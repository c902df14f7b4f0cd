//! Parcial Transform - editing collections of Partials
//!
//! This crate provides the manipulations that turn raw analysis output into
//! a labeled, harmonically organized collection, and then reshape it:
//!
//! - [`Channelizer`] - label Partials by harmonic number against a reference
//! - [`Sieve`] - unlabel shorter Partials that collide within a label
//! - [`Distiller`] - fuse each label's Partials into one
//! - [`Collator`] - join unlabeled fragments into fewer Partials
//! - [`Dilator`] - piecewise-linear time warping
//! - [`Resampler`] - re-grid Breakpoints onto a regular time grid
//! - [`Morpher`] - interpolate between two distilled collections
//!
//! ## Example Workflow
//!
//! ```rust
//! use parcial_core::{Breakpoint, Partial};
//! use parcial_transform::{Channelizer, Distiller, Sieve};
//!
//! let harmonic = |f: f64, start: f64, end: f64| {
//!     let mut p = Partial::new();
//!     p.insert(start, Breakpoint::new(f, 0.1, 0.0, 0.0));
//!     p.insert(end, Breakpoint::new(f, 0.1, 0.0, 0.0));
//!     p
//! };
//! let mut partials = vec![
//!     harmonic(220.0, 0.0, 1.0),
//!     harmonic(440.0, 0.0, 0.4),
//!     harmonic(441.0, 0.6, 1.0),
//! ];
//!
//! // 1. Label by harmonic number against a steady 220 Hz reference
//! Channelizer::new(220.0, 1).unwrap().channelize(&mut partials);
//!
//! // 2. Clear collisions within each label
//! Sieve::new(0.0001).unwrap().sift(&mut partials);
//!
//! // 3. One Partial per label
//! let distilled = Distiller::default().distill(partials);
//! assert_eq!(distilled.len(), 2);
//! assert_eq!(distilled[1].label(), 2);
//! ```

pub mod channelizer;
pub mod collator;
pub mod dilator;
pub mod distiller;
pub mod morpher;
pub mod resampler;
pub mod sieve;

pub use channelizer::Channelizer;
pub use collator::{Collator, DEFAULT_FADE_TIME, DEFAULT_GAP_TIME};
pub use dilator::Dilator;
pub use distiller::Distiller;
pub use morpher::Morpher;
pub use resampler::Resampler;
pub use sieve::Sieve;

◇ ◇ ◇ ◇

== BRIEF ==
From the records above, tally every line that includes the word "reference" and reply with the total by itself.

== TASK SOLUTION ==
2